Je ne lui réponds pas et réfléchis à ce qu’il vient de balancer comme s’il me disait qu’on mange une raclette ce soir. Est-ce que Kenzo pourrait être attiré par les mecs ? Je ne fais vraiment pas assez attention aux détails. Merde, comment j’aurais pu passer à côté de ça ? Enfin, on ne peut pas dire qu’il soit aussi extravagant que mon meilleur ami, ni aussi ouvertement attiré par le même sexe. En soi, je m’en fous, il fait bien ce qu’il veut, ça ne changera rien pour moi, il reste Kenzo. Mais je commence à m’attacher à lui et j’apprécie ses petites tentatives absolument pas discrètes pour me draguer. J’étais même en train de me dire que je pourrais craquer, finalement.

— Je t’ai perdue là, non ? Tu es déçue ? Je ne pensais pas que tu en pinçais pour lui.

— A vrai dire, je me disais que peut-être… Enfin, j’en sais rien. Il est gentil, drôle, attachant. Et il danse super bien, ça matche bien à deux sur le parquet, c’est fluide, on se comprend.

— Ouais, mais à partir du moment où un danseur assure et te met en valeur, forcément que ça matche.

— Non, y a pas que ça. On a une vraie complicité. Un peu comme toi et moi. Ça me manque de danser avec toi, d’ailleurs. Tu crois qu’on pourrait se faire un petit concours en libre, un de ces quatre ?

— Pourquoi pas, oui, mais pas un gros truc, Joy, la formation est éreintante. Et pour Kenzo, tu sais la complicité ? Je suis d’accord, mais tu as besoin d’un danseur qui transmet des émotions, qui appelle les tiennes, il a encore du boulot là-dessus, du peu que j’ai vu. Pour le reste, fais gaffe si tu couches avec lui, à pas casser ce que vous avez dans la danse.

— Je sais, marmonné-je. Mais ça ne fait pas de mal d’avoir l’attention d’un beau garçon, intelligent et doué.

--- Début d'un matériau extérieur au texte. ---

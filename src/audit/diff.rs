//! Change summaries for audit log entries

use serde_json::Value;

/// Fields that change on every update and carry no information in a summary
const IGNORED_FIELDS: &[&str] = &["updated_at"];

const MAX_STRING_CHARS: usize = 50;

/// Describe top-level field changes between two JSON snapshots
///
/// Returns `None` when nothing meaningful changed.
pub fn generate_diff(before: &Value, after: &Value) -> Option<String> {
    let changes = match (before, after) {
        (Value::Object(before_obj), Value::Object(after_obj)) => {
            let mut changes = Vec::new();

            for (key, before_val) in before_obj {
                if IGNORED_FIELDS.contains(&key.as_str()) {
                    continue;
                }
                match after_obj.get(key) {
                    Some(after_val) if after_val != before_val => changes.push(format!(
                        "{}: {} -> {}",
                        key,
                        format_value(before_val),
                        format_value(after_val)
                    )),
                    Some(_) => {}
                    None => changes.push(format!("{}: {} -> (removed)", key, format_value(before_val))),
                }
            }

            for (key, after_val) in after_obj {
                if !before_obj.contains_key(key) && !IGNORED_FIELDS.contains(&key.as_str()) {
                    changes.push(format!("{}: (added) -> {}", key, format_value(after_val)));
                }
            }

            changes
        }
        _ if before != after => vec![format!("{} -> {}", format_value(before), format_value(after))],
        _ => Vec::new(),
    };

    if changes.is_empty() {
        None
    } else {
        Some(changes.join(", "))
    }
}

fn format_value(value: &Value) -> String {
    match value {
        Value::String(s) if s.chars().count() > MAX_STRING_CHARS => {
            let truncated: String = s.chars().take(MAX_STRING_CHARS - 3).collect();
            format!("\"{}...\"", truncated)
        }
        Value::String(s) => format!("\"{}\"", s),
        Value::Array(arr) => format!("[{} items]", arr.len()),
        Value::Object(obj) => format!("{{{} fields}}", obj.len()),
        other => other.to_string(),
    }
}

— Tu m’étonnes, et quand tu vois son père, tu te dis qu’il va bien vieillir, le petit jeune, rit Théo en se garant sur le parking du Nouveau Départ.

Il n’a pas idée. Pour avoir vu son père en tenue d’Adam à plusieurs reprises, avoir pu caresser chaque centimètre carré de sa peau, avoir palpé chaque muscle de son corps, je n’ai pu que constater la forme quadragénaire. Une belle endurance en prime.

— C’est sûr qu’il est pas dégueu, O’Brien.

— Ouais, elles tombent toutes sous son charme, soupire Théo. Je suis sûr qu’elles se tripotent toutes le soir en pensant à lui.

Je suis sûre que je rougis. Il ne peut en être autrement étant donné que je dois être la première à me tripoter dans ces conditions ! J’espère juste qu’elles n’ont pas toutes le souvenir des sensations qu’il procure, de ses mains sur leur corps, de ses baisers enflammés et de ses coups de reins assurés. Ouais, si j’en crois son discours à la con, il ne baise pas les étudiantes, donc techniquement, je suis la seule à avoir cette chance. Pourquoi est-ce que ça me réjouit tant que ça ? Et pourquoi ça m’importe ? Ce n’était que du cul, je lui ai dit, et c’est vrai. C’est vrai, hein ?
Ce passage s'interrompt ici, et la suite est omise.